Iniciou sua carreira na década de 60, dividindo o palco com outros estudantes que traziam para São Paulo o nascente movimento da bossa nova, como Taiguara, Toquinho e Chico Buarque.
Com uma bolsa de estudos, tornou-se o primeiro aluno brasileiro a cursar o afamado Berklee College of Music em Boston, onde, com o saxofonista Vitor Assis Brasil, criou o quinteto Os Cinco, primeiro grupo de musica instrumental brasileira da costa leste americana. Nos Estados Unidos tocou e gravou com Airto Moreira e Flora Purim, Astrud Gilberto no auge de seu sucesso, Ron Carter, Walter Booker e outros músicos de peso.
Na volta para o Brasil, foi procurado por músicos profissionais paulistas para transmitir o que havia aprendido em sua temporada americana. O curso informal montado para estes músicos foi a origem da Big Band de Nelson Ayres, que pode ser considerada o principal núcleo de revigoração da musica instrumental paulista da década de 70. Durante oito anos a orquestra se apresentou todas as segundas feiras para platéias lotadas no Auditório Augusta e Opus 2004, e levou musica instrumental para o circuito universitário.
Foi também figura de destaque nos dois legendários Festivais de jazz São Paulo/Montreux, apresentando-se ao lado de Benny Carter Dizzy Gillespie e Toots Thielemans.
No início da década de 80, gravou seus primeiros discos solo. O primeiro fez parte da série Musica Popular Brasileira Contemporânea, da Phonogram. O segundo, Mantiqueira, tornou-se um disco clássico da musica instrumental.

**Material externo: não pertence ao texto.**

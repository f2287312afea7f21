// Copyright (C) 2026 Fred Clausen
// Use of this source code is governed by an MIT-style
// license that can be found in the LICENSE file or at
// https://opensource.org/licenses/MIT.

use crate::error::CoreError;
use study_plan_domain::{
    Course, CourseId, DomainError, validate_course_fields, validate_course_id_unique,
};

/// Validated, insertion-ordered set of courses for one planning run.
///
/// Every course is validated on insert, so a registry never holds a course
/// that breaks a field rule or duplicates an id.
#[derive(Debug, Clone, Default, PartialEq, Eq)]
pub struct CourseRegistry {
    courses: Vec<Course>,
}

impl CourseRegistry {
    /// Creates an empty registry.
    #[must_use]
    pub const fn new() -> Self {
        Self {
            courses: Vec::new(),
        }
    }

    /// Adds a course to the end of the registry.
    ///
    /// # Arguments
    ///
    /// * `course` - The course to add
    ///
    /// # Errors
    ///
    /// Returns an error if:
    /// - The course fails field validation
    /// - A course with the same id is already registered
    pub fn add(&mut self, course: Course) -> Result<(), CoreError> {
        validate_course_fields(&course)?;
        validate_course_id_unique(&course.id, &self.courses)?;
        self.courses.push(course);
        Ok(())
    }

    /// Removes a course, returning it.
    ///
    /// The relative order of the remaining courses is preserved.
    ///
    /// # Errors
    ///
    /// Returns `DomainError::CourseNotFound` if no course has this id.
    pub fn remove(&mut self, id: &CourseId) -> Result<Course, CoreError> {
        let position: usize = self
            .courses
            .iter()
            .position(|c| &c.id == id)
            .ok_or_else(|| DomainError::CourseNotFound(id.clone()))?;
        Ok(self.courses.remove(position))
    }

    /// Returns the course with this id, if registered.
    #[must_use]
    pub fn get(&self, id: &CourseId) -> Option<&Course> {
        self.courses.iter().find(|c| &c.id == id)
    }

    /// Returns all courses in insertion order.
    #[must_use]
    pub fn all(&self) -> &[Course] {
        &self.courses
    }

    /// Returns the number of registered courses.
    #[must_use]
    pub const fn len(&self) -> usize {
        self.courses.len()
    }

    /// Returns `true` if no course is registered.
    #[must_use]
    pub const fn is_empty(&self) -> bool {
        self.courses.is_empty()
    }
}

A década de 80 foi dedicada ao Pau Brasil, um quinteto que propunha para a musica instrumental brasileira um caminho diferente do jazz-rock predominante na época. O grupo fez diversas tournées pela Europa e Japão, além de gravar vários discos lançados internacionalmente.
Com César Camargo Mariano, estrelou em 1984 o espetáculo Prisma, primeiro show brasileiro a usar intensivamente recursos de computação aliados a instrumentos eletrônicos.

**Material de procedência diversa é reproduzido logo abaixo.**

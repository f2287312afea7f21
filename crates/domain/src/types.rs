// Copyright (C) 2026 Fred Clausen
// Use of this source code is governed by an MIT-style
// license that can be found in the LICENSE file or at
// https://opensource.org/licenses/MIT.

use crate::error::DomainError;
use serde::{Deserialize, Serialize};
use time::Date;

/// Credits assigned to a course when the caller does not specify any.
pub const DEFAULT_CREDITS: u32 = 3;

/// Stable identifier of a course within one planning run.
#[derive(Debug, Clone, PartialEq, Eq, PartialOrd, Ord, Hash, Serialize, Deserialize)]
#[serde(transparent)]
pub struct CourseId(String);

impl CourseId {
    /// Creates a new course identifier.
    #[must_use]
    pub fn new(value: &str) -> Self {
        Self(value.to_string())
    }

    /// Returns the identifier as a string slice.
    #[must_use]
    pub fn value(&self) -> &str {
        &self.0
    }
}

impl std::fmt::Display for CourseId {
    fn fmt(&self, f: &mut std::fmt::Formatter<'_>) -> std::fmt::Result {
        write!(f, "{}", self.0)
    }
}

/// A duration measured in whole half hours.
///
/// Every duration the planner produces is a multiple of 30 minutes, so the
/// value is stored as an integer count of half hours. Sums are therefore exact
/// and never suffer floating point drift. At the serialization boundary the
/// value is expressed as a number of hours (`1.5`).
#[derive(
    Debug, Clone, Copy, PartialEq, Eq, PartialOrd, Ord, Hash, Default, Serialize, Deserialize,
)]
#[serde(into = "f64", try_from = "f64")]
pub struct Hours {
    half_hours: u32,
}

impl Hours {
    /// Zero hours.
    pub const ZERO: Self = Self { half_hours: 0 };

    /// Creates a duration from a count of half hours.
    #[must_use]
    pub const fn from_half_hours(half_hours: u32) -> Self {
        Self { half_hours }
    }

    /// Creates a duration from a count of whole hours.
    #[must_use]
    pub const fn from_whole_hours(hours: u32) -> Self {
        Self {
            half_hours: hours.saturating_mul(2),
        }
    }

    /// Returns the number of half hours.
    #[must_use]
    pub const fn half_hours(self) -> u32 {
        self.half_hours
    }

    /// Returns the duration in hours.
    #[must_use]
    pub fn as_f64(self) -> f64 {
        f64::from(self.half_hours) / 2.0
    }

    /// Returns `true` if the duration is zero.
    #[must_use]
    pub const fn is_zero(self) -> bool {
        self.half_hours == 0
    }

    /// Adds two durations, saturating at the maximum representable value.
    const fn saturating_add(self, other: Self) -> Self {
        Self {
            half_hours: self.half_hours.saturating_add(other.half_hours),
        }
    }

    /// Multiplies the duration by a count, returning `None` on overflow.
    #[must_use]
    pub const fn checked_mul(self, count: u32) -> Option<Self> {
        match self.half_hours.checked_mul(count) {
            Some(half_hours) => Some(Self { half_hours }),
            None => None,
        }
    }
}

impl std::ops::Add for Hours {
    type Output = Self;

    fn add(self, other: Self) -> Self {
        self.saturating_add(other)
    }
}

impl std::ops::AddAssign for Hours {
    fn add_assign(&mut self, other: Self) {
        *self = self.saturating_add(other);
    }
}

impl std::iter::Sum for Hours {
    fn sum<I: Iterator<Item = Self>>(iter: I) -> Self {
        iter.fold(Self::ZERO, |acc, h| acc + h)
    }
}

impl From<Hours> for f64 {
    fn from(hours: Hours) -> Self {
        hours.as_f64()
    }
}

impl TryFrom<f64> for Hours {
    type Error = DomainError;

    #[allow(clippy::cast_possible_truncation, clippy::cast_sign_loss)]
    fn try_from(value: f64) -> Result<Self, Self::Error> {
        if !value.is_finite() || value < 0.0 {
            return Err(DomainError::InvalidHours {
                reason: format!("{value} is not a non-negative number of hours"),
            });
        }

        let doubled: f64 = value * 2.0;
        if doubled.fract() != 0.0 {
            return Err(DomainError::InvalidHours {
                reason: format!("{value} is not a whole number of half hours"),
            });
        }

        if doubled > f64::from(u32::MAX) {
            return Err(DomainError::InvalidHours {
                reason: format!("{value} hours is too large"),
            });
        }

        Ok(Self {
            half_hours: doubled as u32,
        })
    }
}

impl std::fmt::Display for Hours {
    fn fmt(&self, f: &mut std::fmt::Formatter<'_>) -> std::fmt::Result {
        let whole: u32 = self.half_hours / 2;
        if self.half_hours % 2 == 1 {
            write!(f, "{whole}.5 hours")
        } else if whole == 1 {
            write!(f, "1 hour")
        } else {
            write!(f, "{whole} hours")
        }
    }
}

/// Part of the day a session is placed in.
#[derive(Debug, Clone, Copy, PartialEq, Eq, PartialOrd, Ord, Hash, Serialize, Deserialize)]
pub enum TimeSlot {
    /// First session of the day.
    Morning,
    /// Second session of the day.
    Afternoon,
    /// Third (and any later) session of the day.
    Evening,
}

impl TimeSlot {
    /// Returns the slot for the session at `position` (0-based) within a day.
    ///
    /// Slots cycle Morning, Afternoon, Evening in selection order. Positions
    /// past the third stay in the Evening so the day remains time-ordered.
    #[must_use]
    pub const fn for_position(position: usize) -> Self {
        match position {
            0 => Self::Morning,
            1 => Self::Afternoon,
            _ => Self::Evening,
        }
    }

    /// Converts this slot to its string representation.
    #[must_use]
    pub const fn as_str(&self) -> &'static str {
        match self {
            Self::Morning => "Morning",
            Self::Afternoon => "Afternoon",
            Self::Evening => "Evening",
        }
    }
}

impl std::fmt::Display for TimeSlot {
    fn fmt(&self, f: &mut std::fmt::Formatter<'_>) -> std::fmt::Result {
        write!(f, "{}", self.as_str())
    }
}

/// Kind of work done in a session.
#[derive(Debug, Clone, Copy, PartialEq, Eq, Hash, Serialize, Deserialize)]
pub enum SessionType {
    /// First pass through new material.
    Study,
    /// Revisiting covered material, including exam preparation.
    Review,
    /// Exercises on covered material.
    Practice,
}

impl SessionType {
    /// Converts this session type to its string representation.
    #[must_use]
    pub const fn as_str(&self) -> &'static str {
        match self {
            Self::Study => "Study",
            Self::Review => "Review",
            Self::Practice => "Practice",
        }
    }
}

impl std::fmt::Display for SessionType {
    fn fmt(&self, f: &mut std::fmt::Formatter<'_>) -> std::fmt::Result {
        write!(f, "{}", self.as_str())
    }
}

/// A course taking part in one planning run.
///
/// Construction does not validate. Field rules are enforced by
/// `validate_course_fields`, which the course registry runs on every insert.
#[derive(Debug, Clone, PartialEq, Eq, Serialize, Deserialize)]
pub struct Course {
    /// The course identifier, unique within a planning run.
    pub id: CourseId,
    /// Display name.
    pub name: String,
    /// Topics in intended study order.
    pub topics: Vec<String>,
    /// Relative weight of the course.
    pub credits: u32,
    /// Optional exam date.
    pub exam_date: Option<Date>,
}

impl Course {
    /// Creates a new course.
    ///
    /// # Arguments
    ///
    /// * `id` - The course identifier
    /// * `name` - The display name
    /// * `topics` - Topics in study order
    /// * `credits` - Credit count, `None` for the default of 3
    /// * `exam_date` - Optional exam date
    #[must_use]
    pub fn new(
        id: CourseId,
        name: String,
        topics: Vec<String>,
        credits: Option<u32>,
        exam_date: Option<Date>,
    ) -> Self {
        Self {
            id,
            name,
            topics,
            credits: credits.unwrap_or(DEFAULT_CREDITS),
            exam_date,
        }
    }

    /// Returns the number of days from `start` until the exam.
    ///
    /// Negative values mean the exam took place before `start`. Returns
    /// `None` when the course has no exam.
    #[must_use]
    pub fn days_until_exam(&self, start: Date) -> Option<i64> {
        self.exam_date.map(|exam| (exam - start).whole_days())
    }
}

Na década de 90, Nelson Ayres voltou-se novamente para a musica orquestral, atuando por nove anos como regente e diretor artístico da Orquestra Jazz Sinfônica do Estado de São Paulo, e o principal responsável por seu enorme sucesso. Tem regido freqüentemente outras orquestras no Brasil e no exterior, incluindo a prestigiosa Orquestra Filarmônica de Israel, considerada uma das melhores do mundo.
A partir de 2000 voltou a dedicar-se ao piano, liderando o Nelson Ayres Trio, que conta com a participação de Alberto Luccas, contrabaixo, e Ricardo Mosca, bateria. Foi também Presidente do júri do Premio Visa de Musica Popular Brasileira, e apresentador do programa Jazz & Cia da TV Cultura.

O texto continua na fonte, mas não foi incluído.